Cinema Novo è un film-documentario del 2016, diretto da Eryk Rocha

Il Cinema Novo brasiliano, a volerlo definire, o si ricorre alle catalogazioni scientifiche della Treccani o si rischia di dire il cumulo di banalità che si potrebbero ripetere a pappagallo disquisendo del neorealismo italiano e della Nouvelle Vague francese. Perché, in fondo in fondo, giriamo intorno a quelle stesse zone di pensiero, di teoria e quindi di pratica cinematografica. Novo, cioè nuovo, affrancatosi dalla tradizione, tanto per dire, della commedia leggera e musicale che in Brasile chiamavano Chanchada e che aveva tenuto banco negli anni Quaranta e Cinquanta. Così, incardinato al periodo della presidenza di João Goulart, fino al 1964, germoglia questo movimento che porta le macchine da presa verso, anzi dentro la realtà nella sua forma più cruda e nuda ed essenzializzata, penetrandola e incintandola, però, sempre con la fantasia. Gridavano, i cinemanovisti, “una cinepresa in mano e un’idea nella testa”: questo bastava a ridurre il mondo circostante a cinema. Erano molto agguerriti, determinati, infervorati. Anche incazzati. Glauber Rocha lo hanno sentito nominare tutti, almeno una volta, al netto del fatto di averne visto qualche film – Antonio das Mortes (1969) è il minimo che si possa richiedere come cultura generale a un cinefilo. Fu la testa del movimento, ne scrisse il manifesto, nel 1965, che si conosce con il non proprio attraentissimo titolo di “L’estetica della fame”.

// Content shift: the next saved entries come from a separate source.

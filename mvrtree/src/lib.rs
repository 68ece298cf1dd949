//! # mvrtree - a disk-resident multi-version R-Tree
//!
//! This crate indexes two-dimensional rectangles that are valid over an
//! interval of discrete time. Nodes are stored in fixed-size pages, loaded on
//! demand through an LRU page buffer, and persisted so an index can be closed
//! and reopened.
//!
//! ## Features
//!
//! - **Disk-Based Storage**: Pages stored on disk, loaded on demand
//! - **LRU Buffer**: Frequently accessed pages kept in memory, hits and misses counted
//! - **Space-Time Queries**: Rectangle plus time window intersection
//! - **Visitors**: Observe every node a query loads and every matching entry
//! - **Query Strategies**: Drive a custom walk from the root, one page at a time
//!
//! ## Example
//!
//! ```rust,no_run
//! use mvrtree::{
//!     DiskStorage, MVRTree, MultiVersionIndex, PageBuffer, PropertySet, PropertyValue,
//!     TemporalRegion,
//! };
//!
//! # fn main() -> Result<(), Box<dyn std::error::Error>> {
//! let mut properties = PropertySet::new();
//! properties.set("Dimension", PropertyValue::UnsignedInt(2));
//!
//! let storage = DiskStorage::create("places.mvrtree")?;
//! let tree = MVRTree::create(PageBuffer::new(storage, 10), &properties)?;
//!
//! tree.insert_data(&[1], &TemporalRegion::new([0.0, 0.0], [1.0, 1.0], 0, 0), 1)?;
//! println!("{}", tree);
//! # Ok(())
//! # }
//! ```

pub mod disk_rtree;
pub mod mv_index;
pub mod properties;
pub mod region;
pub mod visitor;

pub use disk_rtree::{
    DataId, DiskStorage, IndexError, IndexResult, IndexStatistics, MVRTree, PageBuffer, PageId,
};
pub use mv_index::MultiVersionIndex;
pub use properties::{PropertyKind, PropertySet, PropertyValue};
pub use region::{TemporalRegion, DIMENSION};
pub use visitor::{DataItem, NodeView, QueryStrategy, Visitor};
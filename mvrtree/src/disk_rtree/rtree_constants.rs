//! Constants for the disk-based multi-version R-Tree.

/// Default page size (16KB) - balances I/O efficiency and memory usage
pub const PAGE_SIZE: usize = 16384;

/// Default maximum children per internal node
pub const DEFAULT_INDEX_CAPACITY: u32 = 64;

/// Default maximum entries per leaf node
pub const DEFAULT_LEAF_CAPACITY: u32 = 64;

/// Default fill factor reported for a new tree
pub const DEFAULT_FILL_FACTOR: f64 = 0.7;

/// Smallest node capacity that still allows a split into two non-trivial halves
pub const MIN_NODE_CAPACITY: u32 = 3;

/// Largest node capacity whose serialized page still fits in `PAGE_SIZE`
/// with payloads of at most `MAX_PAYLOAD_SIZE` bytes
pub const MAX_NODE_CAPACITY: u32 = 100;

/// Largest payload accepted per data entry
pub const MAX_PAYLOAD_SIZE: usize = 64;

/// Default buffer size in number of pages (16MB with 16KB pages)
pub const DEFAULT_BUFFER_PAGES: usize = 1024;

/// Magic number for file format identification
pub const MAGIC: u32 = 0x4D565254; // "MVRT"

/// File format version
pub const FORMAT_VERSION: u32 = 1;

Il film documentario che arriva oggi in Italia dopo due anni (è del 2016), Cinema Novo, lo ha diretto Eryk Rocha, figlio di Glauber. Ed è un esempio di come all’interno di un genere istituzionale e ingessato si può compiere un’azione rivoluzionaria in osmosi con la materia di cui si tratta. Cinema Novo non fa preamboli, non perdee il tempo che di solito si perde per introdurre all’argomento i neofiti. Dei neofiti, anzi, se ne sbatte. Ha un approccio specifico e iniziatico a ciò di cui parla, utilizzando la forza forte del montaggio per sommergere lo spettatore di immagini anonime – o le conosci o ti arrangi -, che costituiscono i frammenti minimi dell’organismo del cinema nuovo. Le testimonianze sono ugualmente laconiche, didascalizzate con il solo nome e cognome di chi parla, dando per scontato che si sappia chi sia il loquente. O, forse, è, questo, un escamotage per fare balzare fuori le idee, prima e più di chi le esprime.

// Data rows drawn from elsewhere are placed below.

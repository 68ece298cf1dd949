//! Query instrumentation plugged into the index.

use std::io::{self, Write};

use mvrtree::{DataItem, NodeView, PageId, QueryStrategy, TemporalRegion, Visitor};

/// Nodes touched by queries, split by kind
#[derive(Debug, Clone, Copy, Default, PartialEq, Eq)]
pub struct IoStats {
    pub index_node_visits: u64,
    pub leaf_node_visits: u64,
}

impl IoStats {
    pub fn total(&self) -> u64 {
        self.index_node_visits + self.leaf_node_visits
    }
}

/// Counts every node a query loads and writes matched identifiers to `sink`,
/// one per line. Counts accumulate across queries.
pub struct IoAccountingVisitor<W: Write> {
    stats: IoStats,
    sink: W,
    write_error: Option<io::Error>,
}

impl<W: Write> IoAccountingVisitor<W> {
    pub fn new(sink: W) -> Self {
        Self {
            stats: IoStats::default(),
            sink,
            write_error: None,
        }
    }

    pub fn stats(&self) -> IoStats {
        self.stats
    }

    /// Flush the sink and return the counts, or the first write failure.
    pub fn finish(mut self) -> io::Result<IoStats> {
        if let Some(e) = self.write_error.take() {
            return Err(e);
        }
        self.sink.flush()?;
        Ok(self.stats)
    }
}

impl<W: Write> Visitor for IoAccountingVisitor<W> {
    fn visit_node(&mut self, node: &NodeView<'_>) {
        if node.is_leaf() {
            self.stats.leaf_node_visits += 1;
        } else {
            self.stats.index_node_visits += 1;
        }
    }

    fn visit_data(&mut self, item: &DataItem<'_>) {
        if self.write_error.is_some() {
            return;
        }
        if let Err(e) = writeln!(self.sink, "{}", item.identifier()) {
            log::error!("Failed to write result {}: {}", item.identifier(), e);
            self.write_error = Some(e);
        }
    }

    fn visit_data_batch(&mut self, _items: &[DataItem<'_>]) {}
}

/// Captures the bounding region of the root and stops the traversal.
#[derive(Debug, Default)]
pub struct RootExtentProbe {
    extent: Option<TemporalRegion>,
}

impl RootExtentProbe {
    pub fn new() -> Self {
        Self::default()
    }

    /// `None` until a non-empty index has been probed.
    pub fn extent(&self) -> Option<&TemporalRegion> {
        self.extent.as_ref()
    }
}

impl QueryStrategy for RootExtentProbe {
    fn next_entry(&mut self, entry: &NodeView<'_>) -> Option<PageId> {
        self.extent = Some(entry.shape());
        None
    }
}
// ============================================================================
// Helper Functions
// ============================================================================

/// Split items in half along the x axis by region center.
fn split_by_center<T: Clone>(
    items: &[T],
    region: impl Fn(&T) -> &TemporalRegion,
) -> (Vec<T>, Vec<T>) {
    let mut sorted: Vec<_> = items.to_vec();
    sorted.sort_by(|a, b| {
        region(a)
            .center(0)
            .partial_cmp(&region(b).center(0))
            .unwrap_or(std::cmp::Ordering::Equal)
    });

    let mid = sorted.len() / 2;
    let moved = sorted.split_off(mid);
    (sorted, moved)
}

fn region_of<T>(items: &[T], region: impl Fn(&T) -> &TemporalRegion) -> TemporalRegion {
    let mut acc = TemporalRegion::empty();
    for item in items {
        acc.expand(region(item));
    }
    acc
}

// ============================================================================
// Drop Implementation
// ============================================================================

impl Drop for MVRTree {
    fn drop(&mut self) {
        if !*self.closed.read() {
            if let Err(e) = self.flush() {
                log::error!("Failed to flush multi-version R-Tree on drop: {}", e);
            }
        }
    }
}

// ============================================================================
// Tests
// ============================================================================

La risultante è qualche cosa di alieno e, persino, di inquietante. Un report da un mondo che sembra extraterrestre, lontano anni luce dal nostro, nonostante le immagini parlino di cose contingenti e concrete, di un universo in cui arte, utopia e rivoluzione celebrarono le nozze in seno a una generazione di idealisti convinti che il cinema fosse da prendere tremendamente sul serio, più di quanto è il potere che esso, obiettivamente, possiede. Una non discreta dose di fanatismo, che trapela dalle testimonianze sempre così certe, apoftegmatiche e vorrei dire ossessionanti degli intervistati, contribuisce ad aumentare il pregio di un’opera che si rivolge a una cerchia iniziatica e che può concedersi il lusso di saltare via i nessi. Una lexis eiromene che sarebbe piaciuta a un Alberto Cavallone, tanto per dire.